SUPPLIED ENTRIES -

*** Begin section ***

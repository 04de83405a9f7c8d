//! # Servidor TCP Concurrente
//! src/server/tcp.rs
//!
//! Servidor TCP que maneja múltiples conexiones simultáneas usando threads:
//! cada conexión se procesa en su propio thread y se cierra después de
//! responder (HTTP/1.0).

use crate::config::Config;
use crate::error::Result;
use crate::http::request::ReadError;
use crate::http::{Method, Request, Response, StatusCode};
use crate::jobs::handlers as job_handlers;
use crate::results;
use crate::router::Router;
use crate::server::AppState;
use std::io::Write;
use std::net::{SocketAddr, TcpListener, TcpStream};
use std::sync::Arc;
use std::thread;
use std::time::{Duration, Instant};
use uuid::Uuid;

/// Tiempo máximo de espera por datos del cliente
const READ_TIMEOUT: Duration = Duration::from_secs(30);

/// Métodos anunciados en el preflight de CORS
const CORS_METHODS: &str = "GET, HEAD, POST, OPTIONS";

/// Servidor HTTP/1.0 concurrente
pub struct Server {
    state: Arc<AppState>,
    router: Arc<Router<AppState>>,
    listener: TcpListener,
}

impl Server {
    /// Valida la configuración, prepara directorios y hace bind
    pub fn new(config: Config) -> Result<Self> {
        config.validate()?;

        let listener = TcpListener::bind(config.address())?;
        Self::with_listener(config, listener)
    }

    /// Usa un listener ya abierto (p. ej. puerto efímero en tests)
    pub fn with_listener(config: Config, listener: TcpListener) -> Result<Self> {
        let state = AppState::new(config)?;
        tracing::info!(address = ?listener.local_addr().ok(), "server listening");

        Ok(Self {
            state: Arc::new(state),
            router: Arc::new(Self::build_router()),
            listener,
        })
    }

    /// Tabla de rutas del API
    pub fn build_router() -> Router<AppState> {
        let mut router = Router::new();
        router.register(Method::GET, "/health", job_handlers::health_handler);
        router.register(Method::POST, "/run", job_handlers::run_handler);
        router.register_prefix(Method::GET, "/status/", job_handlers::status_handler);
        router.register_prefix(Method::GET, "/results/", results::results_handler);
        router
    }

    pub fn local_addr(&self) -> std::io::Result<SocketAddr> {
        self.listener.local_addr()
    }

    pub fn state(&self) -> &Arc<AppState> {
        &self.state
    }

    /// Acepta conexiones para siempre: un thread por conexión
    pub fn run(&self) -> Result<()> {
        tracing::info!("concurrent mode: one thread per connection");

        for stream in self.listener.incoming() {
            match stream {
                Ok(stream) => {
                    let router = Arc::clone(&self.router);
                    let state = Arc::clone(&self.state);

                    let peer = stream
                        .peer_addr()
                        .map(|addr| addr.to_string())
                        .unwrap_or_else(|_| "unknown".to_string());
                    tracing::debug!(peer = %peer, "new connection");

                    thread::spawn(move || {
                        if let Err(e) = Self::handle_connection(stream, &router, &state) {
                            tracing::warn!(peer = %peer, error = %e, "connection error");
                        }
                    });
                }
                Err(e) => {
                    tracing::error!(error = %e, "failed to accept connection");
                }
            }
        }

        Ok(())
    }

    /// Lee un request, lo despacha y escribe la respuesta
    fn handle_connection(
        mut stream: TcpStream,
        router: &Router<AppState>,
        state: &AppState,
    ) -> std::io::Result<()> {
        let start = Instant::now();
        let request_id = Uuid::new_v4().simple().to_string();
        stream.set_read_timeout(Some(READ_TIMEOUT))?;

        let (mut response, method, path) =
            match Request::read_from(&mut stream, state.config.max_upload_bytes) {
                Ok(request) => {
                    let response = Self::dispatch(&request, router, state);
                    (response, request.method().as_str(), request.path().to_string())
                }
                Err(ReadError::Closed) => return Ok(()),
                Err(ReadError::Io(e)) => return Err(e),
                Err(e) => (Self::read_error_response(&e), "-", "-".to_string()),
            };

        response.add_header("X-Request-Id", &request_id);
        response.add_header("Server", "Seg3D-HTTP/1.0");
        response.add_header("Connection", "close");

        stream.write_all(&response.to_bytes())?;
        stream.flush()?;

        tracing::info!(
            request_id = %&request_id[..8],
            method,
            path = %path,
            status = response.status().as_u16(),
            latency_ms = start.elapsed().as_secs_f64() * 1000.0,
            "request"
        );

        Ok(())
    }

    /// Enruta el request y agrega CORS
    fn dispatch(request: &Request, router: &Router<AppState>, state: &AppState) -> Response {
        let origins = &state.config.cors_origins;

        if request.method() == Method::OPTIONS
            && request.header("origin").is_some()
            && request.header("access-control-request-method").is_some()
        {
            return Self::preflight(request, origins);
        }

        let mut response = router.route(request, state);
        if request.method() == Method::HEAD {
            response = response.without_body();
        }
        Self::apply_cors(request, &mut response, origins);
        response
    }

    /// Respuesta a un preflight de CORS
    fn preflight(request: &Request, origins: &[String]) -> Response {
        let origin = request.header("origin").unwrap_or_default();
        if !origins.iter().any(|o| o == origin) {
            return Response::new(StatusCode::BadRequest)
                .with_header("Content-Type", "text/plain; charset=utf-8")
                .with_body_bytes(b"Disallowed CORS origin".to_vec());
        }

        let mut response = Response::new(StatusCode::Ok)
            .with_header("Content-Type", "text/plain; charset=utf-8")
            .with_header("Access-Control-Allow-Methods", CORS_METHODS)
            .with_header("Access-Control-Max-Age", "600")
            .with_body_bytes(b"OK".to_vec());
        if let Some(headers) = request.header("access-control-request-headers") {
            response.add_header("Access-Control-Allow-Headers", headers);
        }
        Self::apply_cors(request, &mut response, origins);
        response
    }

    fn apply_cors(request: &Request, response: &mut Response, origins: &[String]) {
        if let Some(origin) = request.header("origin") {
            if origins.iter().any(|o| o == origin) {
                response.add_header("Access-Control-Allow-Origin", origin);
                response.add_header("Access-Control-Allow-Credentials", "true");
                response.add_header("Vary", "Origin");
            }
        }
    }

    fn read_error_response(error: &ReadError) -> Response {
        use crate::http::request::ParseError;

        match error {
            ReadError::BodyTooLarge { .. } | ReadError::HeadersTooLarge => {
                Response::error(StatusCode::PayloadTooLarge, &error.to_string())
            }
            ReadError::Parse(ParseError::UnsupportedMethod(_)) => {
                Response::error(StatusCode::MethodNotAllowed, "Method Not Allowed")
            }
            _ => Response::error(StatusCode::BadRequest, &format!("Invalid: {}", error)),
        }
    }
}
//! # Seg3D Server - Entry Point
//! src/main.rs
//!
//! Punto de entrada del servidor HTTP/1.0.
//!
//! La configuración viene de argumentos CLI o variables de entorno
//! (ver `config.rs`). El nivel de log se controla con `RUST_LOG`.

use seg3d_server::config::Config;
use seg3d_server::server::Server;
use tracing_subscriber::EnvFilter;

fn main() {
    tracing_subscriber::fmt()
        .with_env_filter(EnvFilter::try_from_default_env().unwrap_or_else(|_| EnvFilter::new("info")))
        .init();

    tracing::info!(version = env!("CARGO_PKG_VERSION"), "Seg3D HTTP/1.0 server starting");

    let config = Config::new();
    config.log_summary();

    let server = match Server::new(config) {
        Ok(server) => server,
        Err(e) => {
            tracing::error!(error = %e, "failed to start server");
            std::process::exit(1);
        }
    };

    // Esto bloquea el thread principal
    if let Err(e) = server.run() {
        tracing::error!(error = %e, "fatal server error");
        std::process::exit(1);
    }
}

*** End section ***

Write the entire listing out again, word for word.

repository 04de83405a9f7c8d
//! # Servidor TCP Concurrente
//! src/server/tcp.rs
//!
//! Servidor TCP que maneja múltiples conexiones simultáneas usando threads:
//! cada conexión se procesa en su propio thread y se cierra después de
//! responder (HTTP/1.0).

use crate::config::Config;
use crate::error::Result;
use crate::http::request::ReadError;
use crate::http::{Method, Request, Response, StatusCode};
use crate::jobs::handlers as job_handlers;
use crate::results;
use crate::router::Router;
use crate::server::AppState;
use std::io::Write;
use std::net::{SocketAddr, TcpListener, TcpStream};
use std::sync::Arc;
use std::thread;
use std::time::{Duration, Instant};
use uuid::Uuid;

/// Tiempo máximo de espera por datos del cliente
const READ_TIMEOUT: Duration = Duration::from_secs(30);

/// Métodos anunciados en el preflight de CORS
const CORS_METHODS: &str = "GET, HEAD, POST, OPTIONS";

/// Servidor HTTP/1.0 concurrente
pub struct Server {
    state: Arc<AppState>,
    router: Arc<Router<AppState>>,
    listener: TcpListener,
}

impl Server {
    /// Valida la configuración, prepara directorios y hace bind
    pub fn new(config: Config) -> Result<Self> {
        config.validate()?;

        let listener = TcpListener::bind(config.address())?;
        Self::with_listener(config, listener)
    }

    /// Usa un listener ya abierto (p. ej. puerto efímero en tests)
    pub fn with_listener(config: Config, listener: TcpListener) -> Result<Self> {
        let state = AppState::new(config)?;
        tracing::info!(address = ?listener.local_addr().ok(), "server listening");

        Ok(Self {
            state: Arc::new(state),
            router: Arc::new(Self::build_router()),
            listener,
        })
    }

    /// Tabla de rutas del API
    pub fn build_router() -> Router<AppState> {
        let mut router = Router::new();
        router.register(Method::GET, "/health", job_handlers::health_handler);
        router.register(Method::POST, "/run", job_handlers::run_handler);
        router.register_prefix(Method::GET, "/status/", job_handlers::status_handler);
        router.register_prefix(Method::GET, "/results/", results::results_handler);
        router
    }

    pub fn local_addr(&self) -> std::io::Result<SocketAddr> {
        self.listener.local_addr()
    }

    pub fn state(&self) -> &Arc<AppState> {
        &self.state
    }

    /// Acepta conexiones para siempre: un thread por conexión
    pub fn run(&self) -> Result<()> {
        tracing::info!("concurrent mode: one thread per connection");

        for stream in self.listener.incoming() {
            match stream {
                Ok(stream) => {
                    let router = Arc::clone(&self.router);
                    let state = Arc::clone(&self.state);

                    let peer = stream
                        .peer_addr()
                        .map(|addr| addr.to_string())
                        .unwrap_or_else(|_| "unknown".to_string());
                    tracing::debug!(peer = %peer, "new connection");

                    thread::spawn(move || {
                        if let Err(e) = Self::handle_connection(stream, &router, &state) {
                            tracing::warn!(peer = %peer, error = %e, "connection error");
                        }
                    });
                }
                Err(e) => {
                    tracing::error!(error = %e, "failed to accept connection");
                }
            }
        }

        Ok(())
    }

    /// Lee un request, lo despacha y escribe la respuesta
    fn handle_connection(
        mut stream: TcpStream,
        router: &Router<AppState>,
        state: &AppState,
    ) -> std::io::Result<()> {
        let start = Instant::now();
        let request_id = Uuid::new_v4().simple().to_string();
        stream.set_read_timeout(Some(READ_TIMEOUT))?;

        let (mut response, method, path) =
            match Request::read_from(&mut stream, state.config.max_upload_bytes) {
                Ok(request) => {
                    let response = Self::dispatch(&request, router, state);
                    (response, request.method().as_str(), request.path().to_string())
                }
                Err(ReadError::Closed) => return Ok(()),
                Err(ReadError::Io(e)) => return Err(e),
                Err(e) => (Self::read_error_response(&e), "-", "-".to_string()),
            };

        response.add_header("X-Request-Id", &request_id);
        response.add_header("Server", "Seg3D-HTTP/1.0");
        response.add_header("Connection", "close");

        stream.write_all(&response.to_bytes())?;
        stream.flush()?;

        tracing::info!(
            request_id = %&request_id[..8],
            method,
            path = %path,
            status = response.status().as_u16(),
            latency_ms = start.elapsed().as_secs_f64() * 1000.0,
            "request"
        );

        Ok(())
    }

    /// Enruta el request y agrega CORS
    fn dispatch(request: &Request, router: &Router<AppState>, state: &AppState) -> Response {
        let origins = &state.config.cors_origins;

        if request.method() == Method::OPTIONS
            && request.header("origin").is_some()
            && request.header("access-control-request-method").is_some()
        {
            return Self::preflight(request, origins);
        }

        let mut response = router.route(request, state);
        if request.method() == Method::HEAD {
            response = response.without_body();
        }
        Self::apply_cors(request, &mut response, origins);
        response
    }

    /// Respuesta a un preflight de CORS
    fn preflight(request: &Request, origins: &[String]) -> Response {
        let origin = request.header("origin").unwrap_or_default();
        if !origins.iter().any(|o| o == origin) {
            return Response::new(StatusCode::BadRequest)
                .with_header("Content-Type", "text/plain; charset=utf-8")
                .with_body_bytes(b"Disallowed CORS origin".to_vec());
        }

        let mut response = Response::new(StatusCode::Ok)
            .with_header("Content-Type", "text/plain; charset=utf-8")
            .with_header("Access-Control-Allow-Methods", CORS_METHODS)
            .with_header("Access-Control-Max-Age", "600")
            .with_body_bytes(b"OK".to_vec());
        if let Some(headers) = request.header("access-control-request-headers") {
            response.add_header("Access-Control-Allow-Headers", headers);
        }
        Self::apply_cors(request, &mut response, origins);
        response
    }

    fn apply_cors(request: &Request, response: &mut Response, origins: &[String]) {
        if let Some(origin) = request.header("origin") {
            if origins.iter().any(|o| o == origin) {
                response.add_header("Access-Control-Allow-Origin", origin);
                response.add_header("Access-Control-Allow-Credentials", "true");
                response.add_header("Vary", "Origin");
            }
        }
    }

    fn read_error_response(error: &ReadError) -> Response {
        use crate::http::request::ParseError;

        match error {
            ReadError::BodyTooLarge { .. } | ReadError::HeadersTooLarge => {
                Response::error(StatusCode::PayloadTooLarge, &error.to_string())
            }
            ReadError::Parse(ParseError::UnsupportedMethod(_)) => {
                Response::error(StatusCode::MethodNotAllowed, "Method Not Allowed")
            }
            _ => Response::error(StatusCode::BadRequest, &format!("Invalid: {}", error)),
        }
    }
}
//! # Seg3D Server - Entry Point
//! src/main.rs
//!
//! Punto de entrada del servidor HTTP/1.0.
//!
//! La configuración viene de argumentos CLI o variables de entorno
//! (ver `config.rs`). El nivel de log se controla con `RUST_LOG`.

use seg3d_server::config::Config;
use seg3d_server::server::Server;
use tracing_subscriber::EnvFilter;

fn main() {
    tracing_subscriber::fmt()
        .with_env_filter(EnvFilter::try_from_default_env().unwrap_or_else(|_| EnvFilter::new("info")))
        .init();

    tracing::info!(version = env!("CARGO_PKG_VERSION"), "Seg3D HTTP/1.0 server starting");

    let config = Config::new();
    config.log_summary();

    let server = match Server::new(config) {
        Ok(server) => server,
        Err(e) => {
            tracing::error!(error = %e, "failed to start server");
            std::process::exit(1);
        }
    };

    // Esto bloquea el thread principal
    if let Err(e) = server.run() {
        tracing::error!(error = %e, "fatal server error");
        std::process::exit(1);
    }
}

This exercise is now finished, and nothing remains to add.